- AIM OF THE EXERCISE -
Up to and including the line with "stream from the", copy the records below exactly from their first line.

- ENTRIES SHOWN -
────
use anyhow::Result;
use clap::Parser;
use tracing::{info, Level};
use tracing_subscriber::filter::LevelFilter;
use tracing_subscriber::EnvFilter;

mod cli;
mod core;
mod config;
mod error;

use crate::cli::Cli;
use crate::core::Engine;

#[tokio::main]
async fn main() -> Result<()> {
    let cli = Cli::parse();

    // Initialize logging; stderr keeps stdout free for piping
    let level = if cli.verbose { Level::DEBUG } else { Level::INFO };
    let filter = EnvFilter::builder()
        .with_default_directive(LevelFilter::from_level(level).into())
        .from_env_lossy();
    tracing_subscriber::fmt()
        .with_env_filter(filter)
        .with_writer(std::io::stderr)
        .init();

    info!("Starting Traceflow v{}", env!("CARGO_PKG_VERSION"));

    // Create the core engine with configuration
    let engine = Engine::new(cli.config.as_deref()).await?;

    // Execute the requested command
    cli.execute(engine).await
}
//! Stack machine for compiled events.
//!
//! Two stacks: data values and booleans. A well-formed stream from the
//! compiler leaves both empty after a full run, and stack underflow is
//! structurally impossible, so instruction dispatch does no checking of
//! its own.

use crate::script::compiler::{CompiledEvent, Instr};
use crate::script::evaluator::Scalar;
use crate::script::scenario::SimulData;

/// Mutable per-path state for the compiled regime: the variable vector and
/// both working stacks. Reset between paths keeps capacity.
#[derive(Debug, Clone)]
pub struct EvalState<T> {
    pub variables: Vec<T>,
    dstack: Vec<T>,
    bstack: Vec<bool>,
}

impl<T: Scalar> EvalState<T> {
    pub fn new(num_vars: usize) -> Self {
        Self { variables: vec![T::from_f64(0.0); num_vars], dstack: Vec::new(), bstack: Vec::new() }
    }

    pub fn init(&mut self) {
        for v in &mut self.variables {
            *v = T::from_f64(0.0);
        }
        self.dstack.clear();
        self.bstack.clear();
    }

    /// Both stacks drained; holds after executing any well-formed stream.
    pub fn stacks_empty(&self) -> bool {
        self.dstack.is_empty() && self.bstack.is_empty()
    }
}

/// Execute one compiled event against one date's market data.
pub fn eval_compiled<T: Scalar>(
    event: &CompiledEvent,
    data: &SimulData<T>,
    state: &mut EvalState<T>,
) {
    eval_range(event, data, state, 0, event.node_stream.len());
}

fn eval_range<T: Scalar>(
    event: &CompiledEvent,
    data: &SimulData<T>,
    state: &mut EvalState<T>,
    first: usize,
    last: usize,
) {
    let code = &event.node_stream;
    let consts = &event.const_stream;
    let mut i = first;

    macro_rules! konst {
        ($idx:expr) => {
            T::from_f64(consts[$idx as usize])
        };
    }

    while i < last {
        match code[i] {
            Instr::Add => {
                let top = state.dstack.pop().expect("well-formed stream");
                *state.dstack.last_mut().unwrap() += top;
            }
            Instr::AddConst(idx) => {
                *state.dstack.last_mut().unwrap() += konst!(idx);
            }
            Instr::Sub => {
                let top = state.dstack.pop().unwrap();
                *state.dstack.last_mut().unwrap() -= top;
            }
            Instr::SubConst(idx) => {
                *state.dstack.last_mut().unwrap() -= konst!(idx);
            }
            Instr::ConstSub(idx) => {
                let top = state.dstack.last_mut().unwrap();
                *top = konst!(idx) - *top;
            }
            Instr::Mult => {
                let top = state.dstack.pop().unwrap();
                *state.dstack.last_mut().unwrap() *= top;
            }
            Instr::MultConst(idx) => {
                *state.dstack.last_mut().unwrap() *= konst!(idx);
            }
            Instr::Div => {
                let top = state.dstack.pop().unwrap();
                *state.dstack.last_mut().unwrap() /= top;
            }
            Instr::DivConst(idx) => {
                *state.dstack.last_mut().unwrap() /= konst!(idx);
            }
            Instr::ConstDiv(idx) => {
                let top = state.dstack.last_mut().unwrap();
                *top = konst!(idx) / *top;
            }
            Instr::Pow => {
                let top = state.dstack.pop().unwrap();
                let lhs = state.dstack.last_mut().unwrap();
                *lhs = lhs.powf(top);
            }
            Instr::PowConst(idx) => {
                let top = state.dstack.last_mut().unwrap();
                *top = top.powf(konst!(idx));
            }
            Instr::ConstPow(idx) => {
                let top = state.dstack.last_mut().unwrap();
                *top = konst!(idx).powf(*top);
            }
            Instr::Max2 => {
                let top = state.dstack.pop().unwrap();
                let lhs = state.dstack.last_mut().unwrap();
                *lhs = lhs.max(top);
            }
            Instr::Max2Const(idx) => {
                let top = state.dstack.last_mut().unwrap();
                *top = top.max(konst!(idx));
            }
            Instr::Min2 => {
                let top = state.dstack.pop().unwrap();
                let lhs = state.dstack.last_mut().unwrap();
                *lhs = lhs.min(top);
            }
            Instr::Min2Const(idx) => {
                let top = state.dstack.last_mut().unwrap();
                *top = top.min(konst!(idx));
            }

            Instr::Uminus => {
                let top = state.dstack.last_mut().unwrap();
                *top = -*top;
            }
            Instr::Log => {
                let top = state.dstack.last_mut().unwrap();
                *top = top.ln();
            }
            Instr::Sqrt => {
                let top = state.dstack.last_mut().unwrap();
                *top = top.sqrt();
            }

            Instr::Spot => state.dstack.push(data.spot),
            Instr::Var(idx) => state.dstack.push(state.variables[idx as usize]),
            Instr::Const(idx) => state.dstack.push(konst!(idx)),
            Instr::True => state.bstack.push(true),
            Instr::False => state.bstack.push(false),

            Instr::Assign(idx) => {
                state.variables[idx as usize] = state.dstack.pop().unwrap();
            }
            Instr::AssignConst { konst, var } => {
                state.variables[var as usize] = konst!(konst);
            }
            Instr::Pays(idx) => {
                let value = state.dstack.pop().unwrap();
                state.variables[idx as usize] += value / data.numeraire;
            }
            Instr::PaysConst { konst, var } => {
                state.variables[var as usize] += konst!(konst) / data.numeraire;
            }

            Instr::If { end_true } => {
                let taken = state.bstack.pop().unwrap();
                if !taken {
                    i = end_true as usize;
                    continue;
                }
            }
            Instr::IfElse { end_true, end_false } => {
                let taken = state.bstack.pop().unwrap();
                if taken {
                    eval_range(event, data, state, i + 1, end_true as usize);
                    i = end_false as usize;
                } else {
                    i = end_true as usize;
                }
                continue;
            }

            Instr::Equal => {
                let top = state.dstack.pop().unwrap();
                state.bstack.push(top.val() == 0.0);
            }
            Instr::Sup => {
                let top = state.dstack.pop().unwrap();
                state.bstack.push(top.val() > 0.0);
            }
            Instr::SupEqual => {
                let top = state.dstack.pop().unwrap();
                state.bstack.push(top.val() >= 0.0);
            }
            Instr::And => {
                let top = state.bstack.pop().unwrap();
                let lhs = state.bstack.last_mut().unwrap();
                *lhs = *lhs && top;
            }
            Instr::Or => {
                let top = state.bstack.pop().unwrap();
                let lhs = state.bstack.last_mut().unwrap();
                *lhs = *lhs || top;
            }
            Instr::Not => {
                let top = state.bstack.last_mut().unwrap();
                *top = !*top;
            }

            Instr::Smooth => {
                let eps = state.dstack.pop().unwrap();
                let v_neg = state.dstack.pop().unwrap();
                let v_pos = state.dstack.pop().unwrap();
                let x = state.dstack.last_mut().unwrap();
                let half_eps = T::from_f64(0.5) * eps;
                *x = if x.val() < -half_eps.val() {
                    v_neg
                } else if x.val() > half_eps.val() {
                    v_pos
                } else {
                    v_neg + T::from_f64(0.5) * (v_pos - v_neg) * (*x + half_eps) / half_eps
                };
            }
        }

        i += 1;
    }
}

#[cfg(test)]
mod tests {
    use super::*;
    use crate::script::compiler::compile_events;
    use crate::script::constproc::const_process;
    use crate::script::indexer::index_variables;
    use crate::script::parser::parse_event;

    fn run(src: &str, spot: f64, numeraire: f64) -> (Vec<f64>, bool) {
        let mut events = vec![parse_event(src).unwrap()];
        let n = index_variables(&mut events).len();
        const_process(&mut events, n);
        let compiled = compile_events(&events);

        let mut state: EvalState<f64> = EvalState::new(n);
        state.init();
        eval_compiled(&compiled[0], &SimulData { spot, numeraire }, &mut state);
        let empty = state.stacks_empty();
        (state.variables, empty)
    }

    #[test]
    fn arithmetic_and_fused_consts() {
        let (vals, empty) = run("x = 2 * spot + 1 y = 100 - spot z = 100 / spot", 50.0, 1.0);
        assert_eq!(vals, [101.0, 50.0, 2.0]);
        assert!(empty);
    }

    #[test]
    fn pays_divides_by_numeraire_and_accumulates() {
        let (vals, _) = run("x PAYS 10 x PAYS spot", 6.0, 2.0);
        assert_eq!(vals, [8.0]);
    }

    #[test]
    fn if_skips_untaken_branch() {
        let (vals, empty) = run("if spot > 100 then x = 1 endif y = 2", 50.0, 1.0);
        assert_eq!(vals, [0.0, 2.0]);
        assert!(empty);

        let (vals, _) = run("if spot > 100 then x = 1 endif y = 2", 150.0, 1.0);
        assert_eq!(vals, [1.0, 2.0]);
    }

    #[test]
    fn if_else_takes_exactly_one_branch() {
        let src = "if spot >= 100 then x = 1 else x = 2 endif z = x * 10";
        let (vals, empty) = run(src, 100.0, 1.0);
        assert_eq!(vals, [1.0, 10.0]);
        assert!(empty);

        let (vals, _) = run(src, 99.0, 1.0);
        assert_eq!(vals, [2.0, 20.0]);
    }

    #[test]
    fn nested_if_inside_else() {
        let src = "if spot > 100 then x = 1 else if spot > 50 then x = 2 else x = 3 endif endif";
        assert_eq!(run(src, 150.0, 1.0).0, [1.0]);
        assert_eq!(run(src, 75.0, 1.0).0, [2.0]);
        assert_eq!(run(src, 25.0, 1.0).0, [3.0]);
    }

    #[test]
    fn logic_ops_combine() {
        let src = "if spot > 50 and spot > 100 or spot = 1 then x = 1 endif";
        assert_eq!(run(src, 150.0, 1.0).0, [1.0]);
        assert_eq!(run(src, 75.0, 1.0).0, [0.0]);
        assert_eq!(run(src, 1.0, 1.0).0, [1.0]);
    }

    #[test]
    fn smooth_three_cases() {
        let src = "x = smooth(spot - 100, 10, 20, 2)";
        assert_eq!(run(src, 105.0, 1.0).0, [10.0]);
        assert_eq!(run(src, 95.0, 1.0).0, [20.0]);
        assert_eq!(run(src, 100.0, 1.0).0, [15.0]);
    }

    #[test]
    fn stacks_empty_after_every_shape() {
        for src in [
            "x = spot",
            "x PAYS max(spot - 100, 0)",
            "if spot > 100 then x = 1 else x = 2 endif",
            "if spot > 1 and not(spot > 2) then x = smooth(spot, 1, 2, 0.5) endif",
            "if 1 > 0 then x = spot endif",
        ] {
            for spot in [0.5, 1.5, 2.5, 150.0] {
                let (_, empty) = run(src, spot, 1.0);
                assert!(empty, "stacks not drained for {src} at {spot}");
            }
        }
    }

    #[test]
    fn matches_tree_evaluator() {
        use crate::script::evaluator::{Evaluator, PathEvaluator};

        let srcs = [
            "x = 2 * spot + 1 y PAYS max(spot - 100, 0)",
            "if spot > 100 then x = 1 else x = 0 endif v PAYS x * spot",
            "k = 100 c PAYS max(spot - k, 0) if c > 10 then rich = 1 endif",
        ];
        for src in srcs {
            for spot in [40.0, 100.0, 160.0] {
                let mut events = vec![parse_event(src).unwrap()];
                let n = index_variables(&mut events).len();
                const_process(&mut events, n);
                let compiled = compile_events(&events);
                let data = SimulData { spot, numeraire: 1.07 };

                let mut state: EvalState<f64> = EvalState::new(n);
                state.init();
                eval_compiled(&compiled[0], &data, &mut state);

                let mut tree: Evaluator<f64> = Evaluator::new(n);
                tree.init();
                tree.eval_event(&events[0], &data);

                assert_eq!(state.variables, tree.var_vals(), "{src} at {spot}");
            }
        }
    }
}
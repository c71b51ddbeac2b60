//! Numerical building blocks: seedable random generators and the inverse
//! normal CDF used to turn uniforms into Gaussians.

pub mod fast_norm;
pub mod fast_rng;

pub use fast_norm::norm_inv_cdf;
pub use fast_rng::{FastRng, FastRngKind};
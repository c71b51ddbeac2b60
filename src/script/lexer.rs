//! Tokenizer for event scripts.
//!
//! Produces uppercased tokens with their byte offsets: words
//! (`[A-Za-z0-9_.]+`), the multi-char comparators `!=` `>=` `<=`, and the
//! single-char operators `+ - * / ^ ( ) , ; : < > =`. Anything else
//! (whitespace included) separates tokens and is skipped.

/// One token of script source.
#[derive(Debug, Clone, PartialEq, Eq)]
pub struct Token {
    /// Uppercased token text.
    pub text: String,
    /// Byte offset into the event source, for error reporting.
    pub pos: usize,
}

impl Token {
    fn new(text: &str, pos: usize) -> Self {
        Self { text: text.to_ascii_uppercase(), pos }
    }
}

#[inline]
fn is_word_byte(b: u8) -> bool {
    b.is_ascii_alphanumeric() || b == b'_' || b == b'.'
}

/// Tokenize one event's source text.
pub fn tokenize(source: &str) -> Vec<Token> {
    let bytes = source.as_bytes();
    let mut tokens = Vec::new();
    let mut pos = 0;

    while pos < bytes.len() {
        let b = bytes[pos];

        if is_word_byte(b) {
            let start = pos;
            while pos < bytes.len() && is_word_byte(bytes[pos]) {
                pos += 1;
            }
            tokens.push(Token::new(&source[start..pos], start));
            continue;
        }

        // Two-char comparators take precedence over their prefixes.
        if matches!(b, b'!' | b'>' | b'<') && pos + 1 < bytes.len() && bytes[pos + 1] == b'=' {
            tokens.push(Token::new(&source[pos..pos + 2], pos));
            pos += 2;
            continue;
        }

        if matches!(
            b,
            b'+' | b'-' | b'*' | b'/' | b'^' | b'(' | b')' | b',' | b';' | b':' | b'<' | b'>' | b'='
        ) {
            tokens.push(Token::new(&source[pos..pos + 1], pos));
        }

        pos += 1;
    }

    tokens
}

#[cfg(test)]
mod tests {
    use super::*;

    fn texts(src: &str) -> Vec<String> {
        tokenize(src).into_iter().map(|t| t.text).collect()
    }

    #[test]
    fn words_are_uppercased() {
        assert_eq!(texts("x pays Spot"), ["X", "PAYS", "SPOT"]);
    }

    #[test]
    fn numbers_keep_dots() {
        assert_eq!(texts("k = 101.5"), ["K", "=", "101.5"]);
    }

    #[test]
    fn multi_char_comparators_win() {
        assert_eq!(texts("a >= b <= c != d"), ["A", ">=", "B", "<=", "C", "!=", "D"]);
        assert_eq!(texts("a > = b"), ["A", ">", "=", "B"]);
    }

    #[test]
    fn operators_split_words() {
        assert_eq!(
            texts("x=max(spot-100,0)"),
            ["X", "=", "MAX", "(", "SPOT", "-", "100", ",", "0", ")"]
        );
    }

    #[test]
    fn fuzzy_eps_suffix() {
        assert_eq!(texts("spot > 100 ; 0.5"), ["SPOT", ">", "100", ";", "0.5"]);
    }

    #[test]
    fn positions_are_byte_offsets() {
        let toks = tokenize("x = 10");
        assert_eq!(toks[0].pos, 0);
        assert_eq!(toks[1].pos, 2);
        assert_eq!(toks[2].pos, 4);
    }

    #[test]
    fn unknown_bytes_are_separators() {
        assert_eq!(texts("a # b"), ["A", "B"]);
        assert_eq!(texts("x → 1"), ["X", "1"]);
    }
}
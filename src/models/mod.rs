//! Stochastic simulation models feeding the script evaluators.
//!
//! A model turns a vector of independent Gaussians into one path of
//! `(spot, numeraire)` observations, one per event date. Both stock models
//! discount with the deterministic money-market account `exp(r t)`.

mod bachelier;
mod black_scholes;

pub use bachelier::Bachelier;
pub use black_scholes::BlackScholes;

use chrono::NaiveDate;

/// Act/365 year fraction between two dates.
pub(crate) fn year_fraction(from: NaiveDate, to: NaiveDate) -> f64 {
    (to - from).num_days() as f64 / 365.0
}

/// Model interface for Monte-Carlo simulation over a product's event dates.
pub trait SimulModel: Send + Sync {
    /// Precompute the time grid. Must be called before `apply_sde`.
    fn init_sim_dates(&mut self, today: NaiveDate, dates: &[NaiveDate]);

    /// Number of Gaussian draws one path consumes.
    fn dim(&self) -> usize;

    /// Map `gauss` (length `dim()`) onto spots and numeraires per event
    /// date (length = number of dates).
    fn apply_sde(&self, gauss: &[f64], spots: &mut [f64], numeraires: &mut [f64]);
}
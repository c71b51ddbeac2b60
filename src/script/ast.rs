//! Abstract syntax trees for event scripts.
//!
//! Three node families, one tagged enum each: expressions produce a number,
//! conditions produce a truth value, statements perform an action. Analysis
//! passes write their findings into the annotation fields (`const_val`,
//! `fixed`, [`CompInfo`], [`IfBlock::affected_vars`]) which start out
//! unset after parsing.

/// A named variable occurrence. `index` is assigned by the variable indexer;
/// until then it holds [`VarRef::UNINDEXED`].
#[derive(Debug, Clone, PartialEq)]
pub struct VarRef {
    pub name: String,
    pub index: usize,
}

impl VarRef {
    pub const UNINDEXED: usize = usize::MAX;

    pub fn new(name: impl Into<String>) -> Self {
        Self { name: name.into(), index: Self::UNINDEXED }
    }
}

/// Expression node with its constant-folding annotation.
#[derive(Debug, Clone, PartialEq)]
pub struct Expr {
    pub kind: ExprKind,
    /// `Some(v)` once a pass has proven this subtree always evaluates to `v`.
    pub const_val: Option<f64>,
}

impl Expr {
    pub fn new(kind: ExprKind) -> Self {
        Self { kind, const_val: None }
    }

    /// Literal constant, const-annotated from birth.
    pub fn constant(value: f64) -> Self {
        Self { kind: ExprKind::Const(value), const_val: Some(value) }
    }

    pub fn is_const(&self) -> bool {
        self.const_val.is_some()
    }
}

#[derive(Debug, Clone, PartialEq)]
pub enum ExprKind {
    Add(Box<Expr>, Box<Expr>),
    Sub(Box<Expr>, Box<Expr>),
    Mult(Box<Expr>, Box<Expr>),
    Div(Box<Expr>, Box<Expr>),
    Pow(Box<Expr>, Box<Expr>),
    /// Binary after parse-time canonicalization of n-ary MAX calls.
    Max(Box<Expr>, Box<Expr>),
    /// Binary after parse-time canonicalization of n-ary MIN calls.
    Min(Box<Expr>, Box<Expr>),
    Uplus(Box<Expr>),
    Uminus(Box<Expr>),
    Log(Box<Expr>),
    Sqrt(Box<Expr>),
    /// `SMOOTH(x, v_pos, v_neg, eps)`: explicit fuzzy blend.
    Smooth {
        x: Box<Expr>,
        v_pos: Box<Expr>,
        v_neg: Box<Expr>,
        eps: Box<Expr>,
    },
    /// The simulated underlying at the current event date.
    Spot,
    Var(VarRef),
    Const(f64),
}

/// Fuzzy-smoothing metadata carried by comparison nodes, filled in by the
/// domain processor when fuzzy mode is on.
#[derive(Debug, Clone, Copy, PartialEq)]
pub struct CompInfo {
    /// Zero is isolated in (or absent from) the compared expression's domain.
    pub discrete: bool,
    /// Per-node smoothing width; negative means use the evaluator default.
    pub eps: f64,
    /// Discrete interpolation bounds around zero.
    pub lb: f64,
    pub rb: f64,
}

impl CompInfo {
    pub fn with_eps(eps: f64) -> Self {
        Self { discrete: false, eps, lb: -0.5, rb: 0.5 }
    }
}

impl Default for CompInfo {
    fn default() -> Self {
        Self::with_eps(-1.0)
    }
}

/// Condition node with its constant-condition annotation.
#[derive(Debug, Clone, PartialEq)]
pub struct Cond {
    pub kind: CondKind,
    /// `Some(true)` = always true, `Some(false)` = always false, per the
    /// domain processor. At most one holds by construction.
    pub fixed: Option<bool>,
}

impl Cond {
    pub fn new(kind: CondKind) -> Self {
        Self { kind, fixed: None }
    }

    pub fn truth(value: bool) -> Self {
        Self {
            kind: if value { CondKind::True } else { CondKind::False },
            fixed: Some(value),
        }
    }
}

/// Comparisons hold the single folded argument `lhs - rhs`; the parser
/// builds the subtraction. `!=` is `Not(Equal)`, `<`/`<=` swap operands
/// onto `Sup`/`SupEqual`.
#[derive(Debug, Clone, PartialEq)]
pub enum CondKind {
    True,
    False,
    Not(Box<Cond>),
    And(Box<Cond>, Box<Cond>),
    Or(Box<Cond>, Box<Cond>),
    Equal(Box<Expr>, CompInfo),
    Sup(Box<Expr>, CompInfo),
    SupEqual(Box<Expr>, CompInfo),
}

/// Conditional statement block with the annotations the fuzzy evaluator
/// and the const-condition eliminator need.
#[derive(Debug, Clone, PartialEq)]
pub struct IfBlock {
    pub cond: Cond,
    pub then_branch: Vec<Statement>,
    pub else_branch: Option<Vec<Statement>>,
    /// Indices of variables written in either branch, nested ifs included;
    /// sorted ascending. Filled by the if-scope analyzer.
    pub affected_vars: Vec<usize>,
    /// Always-true/false verdict from the domain processor.
    pub fixed: Option<bool>,
}

#[derive(Debug, Clone, PartialEq)]
pub enum Statement {
    /// `V = expr`
    Assign { lhs: VarRef, rhs: Expr },
    /// `V PAYS expr`: accumulate `expr / numeraire` into `V`.
    Pays { lhs: VarRef, rhs: Expr },
    If(IfBlock),
    /// Flat group of statements; produced by const-condition elimination.
    Collect(Vec<Statement>),
}

/// One event's statements, in source order.
pub type Event = Vec<Statement>;

// --- debug dump ---

impl Statement {
    /// Indented textual dump of the statement tree.
    pub fn dump(&self) -> String {
        let mut out = String::new();
        self.dump_into(0, &mut out);
        out
    }

    fn dump_into(&self, depth: usize, out: &mut String) {
        use std::fmt::Write;
        let pad = "  ".repeat(depth);
        match self {
            Statement::Assign { lhs, rhs } => {
                let _ = writeln!(out, "{pad}ASSIGN {} <- {}", lhs.name, dump_expr(rhs));
            }
            Statement::Pays { lhs, rhs } => {
                let _ = writeln!(out, "{pad}PAYS {} <- {}", lhs.name, dump_expr(rhs));
            }
            Statement::If(block) => {
                let _ = writeln!(out, "{pad}IF {}", dump_cond(&block.cond));
                for s in &block.then_branch {
                    s.dump_into(depth + 1, out);
                }
                if let Some(else_branch) = &block.else_branch {
                    let _ = writeln!(out, "{pad}ELSE");
                    for s in else_branch {
                        s.dump_into(depth + 1, out);
                    }
                }
                let _ = writeln!(out, "{pad}ENDIF");
            }
            Statement::Collect(stmts) => {
                let _ = writeln!(out, "{pad}COLLECT");
                for s in stmts {
                    s.dump_into(depth + 1, out);
                }
            }
        }
    }
}

fn dump_expr(e: &Expr) -> String {
    match &e.kind {
        ExprKind::Add(a, b) => format!("({} + {})", dump_expr(a), dump_expr(b)),
        ExprKind::Sub(a, b) => format!("({} - {})", dump_expr(a), dump_expr(b)),
        ExprKind::Mult(a, b) => format!("({} * {})", dump_expr(a), dump_expr(b)),
        ExprKind::Div(a, b) => format!("({} / {})", dump_expr(a), dump_expr(b)),
        ExprKind::Pow(a, b) => format!("({} ^ {})", dump_expr(a), dump_expr(b)),
        ExprKind::Max(a, b) => format!("MAX({}, {})", dump_expr(a), dump_expr(b)),
        ExprKind::Min(a, b) => format!("MIN({}, {})", dump_expr(a), dump_expr(b)),
        ExprKind::Uplus(a) => format!("+{}", dump_expr(a)),
        ExprKind::Uminus(a) => format!("-{}", dump_expr(a)),
        ExprKind::Log(a) => format!("LOG({})", dump_expr(a)),
        ExprKind::Sqrt(a) => format!("SQRT({})", dump_expr(a)),
        ExprKind::Smooth { x, v_pos, v_neg, eps } => format!(
            "SMOOTH({}, {}, {}, {})",
            dump_expr(x),
            dump_expr(v_pos),
            dump_expr(v_neg),
            dump_expr(eps)
        ),
        ExprKind::Spot => "SPOT".to_string(),
        ExprKind::Var(v) => v.name.clone(),
        ExprKind::Const(v) => format!("{v}"),
    }
}

fn dump_cond(c: &Cond) -> String {
    match &c.kind {
        CondKind::True => "TRUE".to_string(),
        CondKind::False => "FALSE".to_string(),
        CondKind::Not(inner) => format!("NOT({})", dump_cond(inner)),
        CondKind::And(a, b) => format!("({} AND {})", dump_cond(a), dump_cond(b)),
        CondKind::Or(a, b) => format!("({} OR {})", dump_cond(a), dump_cond(b)),
        CondKind::Equal(e, _) => format!("{} = 0", dump_expr(e)),
        CondKind::Sup(e, _) => format!("{} > 0", dump_expr(e)),
        CondKind::SupEqual(e, _) => format!("{} >= 0", dump_expr(e)),
    }
}
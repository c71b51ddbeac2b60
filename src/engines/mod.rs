//! Valuation engines driving the script pipeline over simulated paths.

pub mod monte_carlo;

pub use monte_carlo::{
    BasicRanGen, EvalRegime, FastRanGen, RandomGen, ScriptEngine, ScriptValue,
};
────
- ANSWER SECTION -
use anyhow::Result;
use clap::Parser;
use tracing::{info, Level};
use tracing_subscriber::filter::LevelFilter;
use tracing_subscriber::EnvFilter;

mod cli;
mod core;
mod config;
mod error;

use crate::cli::Cli;
use crate::core::Engine;

#[tokio::main]
async fn main() -> Result<()> {
    let cli = Cli::parse();

    // Initialize logging; stderr keeps stdout free for piping
    let level = if cli.verbose { Level::DEBUG } else { Level::INFO };
    let filter = EnvFilter::builder()
        .with_default_directive(LevelFilter::from_level(level).into())
        .from_env_lossy();
    tracing_subscriber::fmt()
        .with_env_filter(filter)
        .with_writer(std::io::stderr)
        .init();

    info!("Starting Traceflow v{}", env!("CARGO_PKG_VERSION"));

    // Create the core engine with configuration
    let engine = Engine::new(cli.config.as_deref()).await?;

    // Execute the requested command
    cli.execute(engine).await
}
//! Stack machine for compiled events.
//!
//! Two stacks: data values and booleans. A well-formed stream from the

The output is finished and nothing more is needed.